Nous nous voulons une opposition à l'ordre du monde, une indignation face à son état, et, au meilleur de nos colères, une résistance à ses dérives. Il en faut, des oppositions, des indignations, des colères, des résistances. Mais il nous faut aussi les traduire en autre chose, et en plus, qu'en une posture d'irréductibles insatisfaits.

Une élection, c'est le moment d'un rapport de force : celle d'Anne Emery-Torracinta, dimanche, comme celle de François Hollande il y a quelques semaines, comme celles d'une majorité de gauche en France dans deux jours, comme celle, dimanche aussi, d'une majorité parlementaire grecque opposée à la prosternation devant les diktats financiers dira que l'on peut le changer, ce rapport de force. Il nous reviendra ensuite de faire de ce changement quelque chose qui ait plus de sens que la seule satisfaction d'avoir placé une camarade à la place d'un adversaire -non que nous rechignions à nous en féliciter, mais parce que nous savons que ces satisfactions là, si plaisantes qu'elle nous soient, ne sont que passagères si, au lendemain même de l'élection, nous ne reprenions pas nos agendas pour y inscrire la réalisation de nos programmes et de nos projets - et la remise au placard d'une partie des programmes et des projets de la droite, ceux qui nous pendent au nez, de la traversée routière de la rade à la métastase carcérale, comme ceux qui sont déjà en passe de réalisation, de la chasse aux Rroms à l'internement des requérants d'asile. Mais à tout ce que nous avons à faire, il y a une condition à remplir pour pouvoir le faire : nous en donner les moyens, « tous les moyens, même légaux » comme disait Léon Blum. Et même institutionnels. Même parlementaires.
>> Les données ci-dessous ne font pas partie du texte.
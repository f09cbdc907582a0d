//! Text normalization helpers.

/// Collapses every run of whitespace (including newlines) into a single space
/// and trims both ends.
pub fn collapse_whitespace(text: &str) -> String {
    text.split_whitespace().collect::<Vec<_>>().join(" ")
}

/// Returns the trimmed text, or `None` when nothing is left after trimming.
pub fn non_empty_trimmed(text: &str) -> Option<String> {
    let trimmed = text.trim();
    if trimmed.is_empty() {
        None
    } else {
        Some(trimmed.to_string())
    }
}
//! API module for HTTP handlers, middleware, and DTOs.

pub mod dto;
pub mod handlers;
pub mod middleware;
pub mod routes;
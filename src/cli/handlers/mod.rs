//! Command handlers for CLI operations
//!
//! This module contains handlers for different CLI commands,
//! separating command execution logic from parsing and validation.

pub mod migrate;
pub mod serve;

pub use migrate::{MigrateAction, MigrateCommandHandler};
pub use serve::ServeCommandHandler;
//! Persons-RS Library
//!
//! Create/read HTTP API for person records backed by PostgreSQL.

use shadow_rs::shadow;
shadow!(build);

pub mod api;
pub mod cli;
pub mod config;
pub mod db;
pub mod error;
pub mod logger;
pub mod models;
pub mod repositories;
pub mod schema;
pub mod server;
pub mod services;
pub mod state;
pub mod utils;

pub use state::AppState;

pub fn pkg_version() -> &'static str {
    build::PKG_VERSION
}

pub fn clap_long_version() -> &'static str {
    build::CLAP_LONG_VERSION
}
use clap::Parser;
use persons_rs::cli::{Cli, execute_command, init_logger_from_settings, load_and_merge_config};

#[tokio::main]
async fn main() -> anyhow::Result<()> {
    // A missing .env is normal outside development
    let dotenv = dotenvy::dotenv();

    let cli = Cli::parse();
    let settings = load_and_merge_config(&cli)?;
    init_logger_from_settings(&settings)?;

    match dotenv {
        Ok(path) => tracing::debug!(path = %path.display(), "Loaded environment file"),
        Err(e) if e.not_found() => {}
        Err(e) => tracing::warn!(error = %e, "Failed to load .env file"),
    }

    execute_command(&cli, settings).await
}
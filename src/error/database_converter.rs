use diesel::result::{DatabaseErrorKind, Error as DieselError};
use diesel_async::pooled_connection::PoolError;

use crate::error::StorageError;

/// Fallback constraint name when the server does not report one.
const UNKNOWN_CONSTRAINT: &str = "unique";

/// Utility for classifying diesel and pool failures into [`StorageError`].
pub struct DatabaseErrorConverter;

impl DatabaseErrorConverter {
    /// Converts a Diesel error to the matching `StorageError` variant.
    ///
    /// # Arguments
    /// * `error` - The Diesel error to convert
    /// * `operation` - Tag of the database operation that failed
    pub fn convert_diesel_error(error: DieselError, operation: &str) -> StorageError {
        match error {
            DieselError::NotFound => StorageError::NotFound,
            DieselError::DatabaseError(DatabaseErrorKind::UniqueViolation, info) => {
                StorageError::AlreadyExists {
                    constraint: info
                        .constraint_name()
                        .unwrap_or(UNKNOWN_CONSTRAINT)
                        .to_string(),
                }
            }
            other => StorageError::storage(operation, other),
        }
    }

    /// Converts a failure to check a connection out of the pool.
    pub fn convert_pool_error(error: bb8::RunError<PoolError>, operation: &str) -> StorageError {
        StorageError::storage(operation, error)
    }
}
//! Configuration validation logic
//!
//! This module provides validation methods for all configuration structures
//! to ensure configuration values are within acceptable ranges and formats.

use crate::config::error::ConfigError;
use crate::config::settings::{DatabaseConfig, LoggerSettings, ServerConfig, Settings};

/// Valid log levels
const VALID_LOG_LEVELS: &[&str] = &["trace", "debug", "info", "warn", "error"];

/// Valid log formats
const VALID_LOG_FORMATS: &[&str] = &["full", "compact", "json"];

/// `sslmode` values the async pool can honor, since it connects without TLS
const VALID_SSL_MODES: &[&str] = &["disable", "prefer"];

impl ServerConfig {
    /// Validate server configuration
    ///
    /// # Validation Rules
    /// - Host must not be empty
    /// - Port must be between 1 and 65535
    /// - Request and shutdown timeouts must be greater than 0
    pub fn validate(&self) -> Result<(), ConfigError> {
        if self.host.trim().is_empty() {
            return Err(ConfigError::validation(
                "server.host",
                "Host cannot be empty. Use 127.0.0.1 or 0.0.0.0.",
            ));
        }

        if self.port == 0 {
            return Err(ConfigError::validation(
                "server.port",
                "Port must be between 1 and 65535. Please specify a valid port number.",
            ));
        }

        if self.request_timeout == 0 {
            return Err(ConfigError::validation(
                "server.request_timeout",
                "Request timeout must be greater than 0 seconds.",
            ));
        }

        if self.shutdown_timeout == 0 {
            return Err(ConfigError::validation(
                "server.shutdown_timeout",
                "Shutdown timeout must be greater than 0 seconds.",
            ));
        }

        Ok(())
    }
}

impl DatabaseConfig {
    /// Validate database configuration
    ///
    /// # Validation Rules
    /// - Host, username and database name must not be empty
    /// - Port must not be 0
    /// - `ssl_mode` must be `disable` or `prefer`
    /// - 1 <= min connections <= max connections
    /// - Connection timeout must be greater than 0
    pub fn validate(&self) -> Result<(), ConfigError> {
        if self.host.trim().is_empty() {
            return Err(ConfigError::validation(
                "database.host",
                "Database host is required.",
            ));
        }

        if self.port == 0 {
            return Err(ConfigError::validation(
                "database.port",
                "Database port must be between 1 and 65535.",
            ));
        }

        if self.username.trim().is_empty() {
            return Err(ConfigError::validation(
                "database.username",
                "Database username is required.",
            ));
        }

        if self.dbname.trim().is_empty() {
            return Err(ConfigError::validation(
                "database.dbname",
                "Database name is required.",
            ));
        }

        if !VALID_SSL_MODES.contains(&self.ssl_mode.as_str()) {
            return Err(ConfigError::validation(
                "database.ssl_mode".to_string(),
                format!(
                    "Invalid ssl_mode '{}'. Valid values are: {}",
                    self.ssl_mode,
                    VALID_SSL_MODES.join(", ")
                ),
            ));
        }

        if self.max_connections == 0 {
            return Err(ConfigError::validation(
                "database.max_connections",
                "Max connections must be greater than 0.",
            ));
        }

        if self.min_connections == 0 {
            return Err(ConfigError::validation(
                "database.min_connections",
                "Min connections must be greater than 0.",
            ));
        }

        if self.min_connections > self.max_connections {
            return Err(ConfigError::validation(
                "database.min_connections".to_string(),
                format!(
                    "Min connections ({}) cannot exceed max connections ({}).",
                    self.min_connections, self.max_connections
                ),
            ));
        }

        if self.connection_timeout == 0 {
            return Err(ConfigError::validation(
                "database.connection_timeout",
                "Connection timeout must be greater than 0 seconds.",
            ));
        }

        Ok(())
    }
}

impl LoggerSettings {
    /// Validate logger settings that are explicitly set
    pub fn validate(&self) -> Result<(), ConfigError> {
        if let Some(level) = &self.level
            && !VALID_LOG_LEVELS.contains(&level.to_lowercase().as_str())
        {
            return Err(ConfigError::validation(
                "logger.level".to_string(),
                format!(
                    "Invalid log level '{}'. Valid levels are: {}",
                    level,
                    VALID_LOG_LEVELS.join(", ")
                ),
            ));
        }

        if let Some(format) = &self.format
            && !VALID_LOG_FORMATS.contains(&format.to_lowercase().as_str())
        {
            return Err(ConfigError::validation(
                "logger.format".to_string(),
                format!(
                    "Invalid log format '{}'. Valid formats are: {}",
                    format,
                    VALID_LOG_FORMATS.join(", ")
                ),
            ));
        }

        Ok(())
    }
}

impl Settings {
    /// Validate every configuration section
    pub fn validate(&self) -> Result<(), ConfigError> {
        self.server.validate()?;
        self.database.validate()?;
        self.logger.validate()?;
        Ok(())
    }
}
Même gouvernementaux.

Dimanche, si nous avons fait notre travail, on aura cessé de reculer. On aura cessé d'admettre comme relevant de l'ordre des choses que nous soyons gouvernés par des forces et des commis politiques dont le maître mot est de se laisser elles-mêmes et eux-mêmes gouvernés par des forces économiques. On aura dit que le choix politique n'est pas un vain choix : cela, il n'y a que nous qui pouvons le dire, parce qu'au fond, il n'y a que nous qui croyons encore à la prééminence de la politique sur l'économie, de la citoyenneté sur la consommation, de la République et de la Commune sur le marché. Et si nous n'avons pas toujours été capables de le dire clairement, et de le dire ensemble, si nous avons souvent gaspillé nos forces en les divisant, perdu notre temps et notre énergie à nous disputer des prééminences vaniteuses, dévalué nos intelligences individuelles et collectives en les réduisant à des capacités de calculs, nous avons déjà au moins réussi, pour l'élection partielle au Conseil d'Etat genevois, à nous rassembler derrière une seule candidature.


En nous unissant, nous nous sommes donnés les moyens de gagner -il nous reste deux jours pour les utiliser.

13:39 Publié dans Genève | Lien permanent | Commentaires (3) | Tags : politique, élections, gauche | |  Facebook | | | |

Commentaires

Si La TDG ou Le Temps avait implicitement appelé à voter pour Madame Emery-T , j'aurais été tenter par l'abstention .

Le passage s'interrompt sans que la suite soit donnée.